Horribly corny became high camp, silliness became satire, and insipid pablum became ingenious programming. To some,
Batman was so bad, it was good. Producer Howie Horwitz, in the same
Saturday Evening Post article, strongly disagreed. “If all we had to do was be bad, we wouldn’t be working so hard.” And work hard they did.
A feature film followed the first season, offering producers a larger canvass. Included in the movie were new toys, the bat-boat and bat-copter.
But by the end of the second season, the numbers began to slip.
The joke had worn thin, so producers did what they could to inject the show with new life. One solution in the third season was to introduce a new female character. “That was my assignment,” said Schwartz. “So I came up with the idea of Batgirl.”
The show followed the idea as it was laid out in the comics, with the curvaceous Yvonne Craig portraying Commissioner Gordon’s crime fighting daughter Barbara. But even a little sex appeal wasn’t enough to hold viewers.
Following ABC’s cancellation, NBC expressed an interest. But overzealous workmen had already destroyed the sets, and NBC wasn’t up for the task of rebuilding. After 120 episodes, the series was dead.
The impact of the 1960s television series reached well into the corners of pop culture. In the years that followed there was rarely a news story written about super-heroes or comic books which did not feature the sound effects from the old show. Headlines often contained “POW! ZAP!” before going on to detail the evolution of costumed crime fighters, or that comic books had become big business.
Following the demise of the series, stars Adam West and Burt Ward took their act on the road once again, making personal appearances in costume and in character, sometimes together, usually separately. Another popular attraction on the celebrity appearance circuit was the Batmobile itself. Formerly a 1957 Ford Futura, the reconditioned concept car became a hot item at car shows and raceways across the United States, thanks to George Barris. A Hollywood legend, he created vehicles for such shows as
the Munsters and
the Monkees. A total of five were created for the series, each featuring different functions as called for by the scripts.
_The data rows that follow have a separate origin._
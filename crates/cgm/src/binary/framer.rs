// SPDX-License-Identifier: Apache-2.0 OR MIT
// Copyright (c) 2025-2026 naskel.com

//! Command framing for the binary encoding (ISO 8632-3 Clause 5.4).
//!
//! Every command starts with a 16-bit big-endian header word:
//!
//! ```text
//! | class (4 bits) | element id (7 bits) | parameter length (5 bits) |
//! ```
//!
//! A parameter length of 31 selects the long form: one or more 16-bit
//! partition words follow, each with a continuation flag in bit 15 and a
//! 15-bit octet count. Partition data is concatenated into a single
//! argument buffer. Commands whose argument length is odd are padded with a
//! zero octet so the next header is word-aligned.

use std::fmt;

/// Long-form marker in the 5-bit parameter length field.
const LONG_FORM: u16 = 31;
/// Continuation flag in a long-form partition word.
const PARTITION_CONTINUES: u16 = 0x8000;

/// One framed command: `(class, id, argument bytes)` plus the offset of its
/// header, for diagnostics.
#[derive(Debug, Clone, PartialEq, Eq)]
pub struct Frame {
    pub element_class: u8,
    pub element_id: u8,
    pub args: Vec<u8>,
    pub offset: usize,
}

/// Framing failure. All variants are fatal: the framer cannot resynchronize
/// past a corrupt header.
#[derive(Debug, Clone, PartialEq, Eq)]
pub enum FrameError {
    /// Input ended inside a command header or partition word.
    TruncatedHeader { offset: usize },
    /// Input ended inside a command's argument bytes.
    TruncatedArgs { offset: usize, needed: usize },
}

impl FrameError {
    pub fn offset(&self) -> usize {
        match self {
            FrameError::TruncatedHeader { offset } => *offset,
            FrameError::TruncatedArgs { offset, .. } => *offset,
        }
    }
}

impl fmt::Display for FrameError {
    fn fmt(&self, f: &mut fmt::Formatter<'_>) -> fmt::Result {
        match self {
            FrameError::TruncatedHeader { offset } => {
                write!(f, "truncated command header at offset {}", offset)
            }
            FrameError::TruncatedArgs { offset, needed } => {
                write!(
                    f,
                    "truncated command arguments at offset {}: {} more byte(s) needed",
                    offset, needed
                )
            }
        }
    }
}

impl std::error::Error for FrameError {}

/// Pull-based framer over a binary CGM byte stream.
pub struct Framer<'a> {
    buf: &'a [u8],
    offset: usize,
}

impl<'a> Framer<'a> {
    pub fn new(buf: &'a [u8]) -> Self {
        Framer { buf, offset: 0 }
    }

    /// Current read position.
    pub fn offset(&self) -> usize {
        self.offset
    }

    /// Bytes not yet consumed.
    pub fn remaining(&self) -> usize {
        self.buf.len().saturating_sub(self.offset)
    }

    fn read_word(&mut self) -> Option<u16> {
        if self.offset + 2 > self.buf.len() {
            return None;
        }
        let word = u16::from_be_bytes([self.buf[self.offset], self.buf[self.offset + 1]]);
        self.offset += 2;
        Some(word)
    }

    fn read_chunk(&mut self, len: usize) -> Result<&'a [u8], FrameError> {
        if self.offset + len > self.buf.len() {
            return Err(FrameError::TruncatedArgs {
                offset: self.offset,
                needed: self.offset + len - self.buf.len(),
            });
        }
        let chunk = &self.buf[self.offset..self.offset + len];
        self.offset += len;
        // Word alignment: odd-length data is followed by a pad octet.
        if len % 2 == 1 && self.offset < self.buf.len() {
            self.offset += 1;
        }
        Ok(chunk)
    }

    /// Frame the next command. `Ok(None)` at a clean end of input; a lone
    /// trailing zero word (padding) also ends the stream.
    pub fn next_frame(&mut self) -> Result<Option<Frame>, FrameError> {
        if self.offset >= self.buf.len() {
            return Ok(None);
        }
        // A single odd byte left over can only be padding.
        if self.remaining() == 1 {
            self.offset = self.buf.len();
            return Ok(None);
        }

        let header_offset = self.offset;
        let word = self.read_word().ok_or(FrameError::TruncatedHeader {
            offset: header_offset,
        })?;

        let element_class = (word >> 12) as u8;
        let element_id = ((word >> 5) & 0x7F) as u8;
        let short_len = word & 0x1F;

        let args = if short_len != LONG_FORM {
            self.read_chunk(usize::from(short_len))?.to_vec()
        } else {
            let mut data = Vec::new();
            loop {
                let part_offset = self.offset;
                let part = self.read_word().ok_or(FrameError::TruncatedHeader {
                    offset: part_offset,
                })?;
                let continues = part & PARTITION_CONTINUES != 0;
                let len = usize::from(part & 0x7FFF);
                data.extend_from_slice(self.read_chunk(len)?);
                if !continues {
                    break;
                }
            }
            data
        };

        log::trace!(
            "[framer] class={} id={} len={} at offset {}",
            element_class,
            element_id,
            args.len(),
            header_offset
        );

        Ok(Some(Frame {
            element_class,
            element_id,
            args,
            offset: header_offset,
        }))
    }
}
Adam West and Burt Ward reunited in 1977 to portray Batman and Robin once again. This time it was in a cartoon series for CBS Saturday mornings. The Filmation production was teamed with
Tarzan, and ran for two seasons on CBS. But Adam West wasn’t ready to give up the cape and cowl just yet. He assumed the role on Hanna-Barbera’s
Super Friends in 1979.
In 1992, following the success of the
Batman feature film directed by Tim Burton, Warner Brothers produced a new animated series. While both the new movie and cartoon were decidedly darker in tone than the Batman of the 1960s, there was still an opportunity for them to pay homage to what had come before. In the episode entitled “The Gray Ghost,” Adam West was cast as Simon Trent, the star of a television series which inspired a young Bruce Wayne. Years later, after Batman had begun his career fighting crime in Gotham City, Trent had fallen on hard times as an actor, unable to find work. When his old TV show figures into an extortion plot in Gotham City, Trent provides valuable assistance to the Dark Knight, which returns him to the spotlight.
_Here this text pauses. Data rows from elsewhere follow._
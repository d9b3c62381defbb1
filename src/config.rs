use clap::{Args, Parser, Subcommand, ValueEnum};
use std::path::{Path, PathBuf};

use crate::error::{Error, Result};
use crate::types::Threshold;
use crate::utils::backup_dir_for;

/// Offline post-processing for YOLO label files.
#[derive(Parser, Debug, Clone)]
#[command(version, long_about = None)]
pub struct Cli {
    #[command(subcommand)]
    pub command: Command,
}

#[derive(Subcommand, Debug, Clone)]
pub enum Command {
    /// Keep only detections that persist over a run of consecutive frames
    Filter(FilterArgs),
    /// Keep only the highest-confidence box of every label file
    BestBox(BestBoxArgs),
    /// Clamp every box into the normalized unit square
    Normalize(NormalizeArgs),
}

/// Parameters of the temporal continuity filter
#[derive(Args, Debug, Clone)]
pub struct FilterArgs {
    /// Directory containing one YOLO label file per video frame
    #[arg(short = 'i', long = "input_dir")]
    pub input_dir: PathBuf,

    /// Directory receiving the filtered label files
    #[arg(short = 'o', long = "output_dir")]
    pub output_dir: PathBuf,

    /// Minimum number of consecutive frames with detections to keep them
    #[arg(short = 'n', long = "threshold", default_value = "30", value_parser = validate_threshold)]
    pub threshold: Threshold,

    /// Skip copying the original label files to `<output_dir>_backup`
    #[arg(long = "no_backup")]
    pub no_backup: bool,

    /// What to do when two files resolve to the same frame number
    #[arg(long = "on_duplicate", value_enum, default_value = "reject")]
    pub on_duplicate: DuplicatePolicy,

    /// Optional path for a JSON report of the run
    #[arg(long = "report")]
    pub report: Option<PathBuf>,
}

impl FilterArgs {
    pub fn validate(&self) -> Result<()> {
        validate_dirs(&self.input_dir, Some(self.output_dir.as_path()))?;
        if !self.no_backup {
            validate_backup_dir(&self.input_dir, &self.output_dir)?;
        }
        Ok(())
    }
}

/// Parameters of the best-box pass
#[derive(Args, Debug, Clone)]
pub struct BestBoxArgs {
    /// Directory containing YOLO prediction label files
    #[arg(short = 'i', long = "input_dir")]
    pub input_dir: PathBuf,

    /// Directory receiving the reduced label files
    #[arg(short = 'o', long = "output_dir")]
    pub output_dir: PathBuf,

    /// Skip copying the original label files to `<output_dir>_backup`
    #[arg(long = "no_backup")]
    pub no_backup: bool,
}

impl BestBoxArgs {
    pub fn validate(&self) -> Result<()> {
        validate_dirs(&self.input_dir, Some(self.output_dir.as_path()))?;
        if !self.no_backup {
            validate_backup_dir(&self.input_dir, &self.output_dir)?;
        }
        Ok(())
    }
}

/// Parameters of the normalization pass
#[derive(Args, Debug, Clone)]
pub struct NormalizeArgs {
    /// Directory containing YOLO label files
    #[arg(short = 'i', long = "input_dir")]
    pub input_dir: PathBuf,

    /// Output directory; files are rewritten in place when omitted
    #[arg(short = 'o', long = "output_dir")]
    pub output_dir: Option<PathBuf>,
}

impl NormalizeArgs {
    pub fn validate(&self) -> Result<()> {
        validate_dirs(&self.input_dir, None)
    }
}

// Policy for two label files that resolve to the same frame number
#[derive(Copy, Clone, PartialEq, Eq, PartialOrd, Ord, ValueEnum, Debug, Default)]
pub enum DuplicatePolicy {
    /// Abort the run and name both files
    #[default]
    Reject,
    /// Keep the file whose name sorts first
    First,
    /// Keep the file whose name sorts last
    Last,
}

// Validate that the threshold is a positive integer
fn validate_threshold(s: &str) -> std::result::Result<Threshold, String> {
    s.parse::<Threshold>()
        .map_err(|_| "THRESHOLD must be a positive integer".to_string())
}

fn canonical_or_raw(path: &Path) -> PathBuf {
    path.canonicalize().unwrap_or_else(|_| path.to_path_buf())
}

// Copying into the input directory would truncate every original before it is read
fn validate_backup_dir(input_dir: &Path, output_dir: &Path) -> Result<()> {
    let input = canonical_or_raw(input_dir);
    let candidates = [
        backup_dir_for(output_dir),
        backup_dir_for(&canonical_or_raw(output_dir)),
    ];
    for backup_dir in candidates {
        if canonical_or_raw(&backup_dir) == input {
            return Err(Error::BackupOverlapsInput(backup_dir));
        }
    }
    Ok(())
}

fn validate_dirs(input_dir: &Path, output_dir: Option<&Path>) -> Result<()> {
    if !input_dir.is_dir() {
        return Err(Error::MissingInputDir(input_dir.to_path_buf()));
    }

    if let Some(output_dir) = output_dir {
        let input = input_dir
            .canonicalize()
            .map_err(|e| Error::io(input_dir, e))?;
        let output = canonical_or_raw(output_dir);
        if input == output {
            return Err(Error::SameInputOutput(output_dir.to_path_buf()));
        }
    }

    Ok(())
}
In 2003, the Dynamic Duo of television came full circle, when West and Ward starred as themselves in a made-for-TV movie that detailed the development of the 1966 Batman TV show. As Adam and Burt set out on the trail of the stolen Batmobile, it becomes clear that all clues point to their old series. In a series of flashbacks, the details of the TV Batman come to life. Some fans found the movie excruciatingly silly, while other felt it completely in touch with the tone of the original series.
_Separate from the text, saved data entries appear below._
//! YOLO label post-processing tools
//!
//! This library filters per-frame YOLO detection labels by temporal
//! continuity, reduces prediction files to their best box and clamps boxes
//! into normalized image coordinates.

pub mod config;
pub mod continuity;
pub mod error;
pub mod filter;
pub mod frame_index;
pub mod io;
pub mod normalize;
pub mod postprocess;
pub mod types;
pub mod utils;

// Re-export commonly used types and functions
pub use config::{BestBoxArgs, Cli, Command, DuplicatePolicy, FilterArgs, NormalizeArgs};
pub use continuity::{compute_valid_frames, segments, ContinuityAnalyzer};
pub use error::{Error, Result};
pub use filter::process_continuity_filter;
pub use frame_index::extract_frame_index;
pub use normalize::process_normalize;
pub use postprocess::process_best_box;
pub use types::{FilterStats, FrameIndex, Segment, Sequence, Threshold, YoloBox};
Today, Adam West lives a mostly retired life in Idaho, with his wife and family. He and Burt Ward are still very close friends. Ward operates Boy Wonder Visual Effects, a digital effects company in Hollywood. He and his wife are also active in numerous charitable organizations. Many of the original rogues gallery and supporting characters have passed on, Frank Gorshin (the Riddler) being the most recent.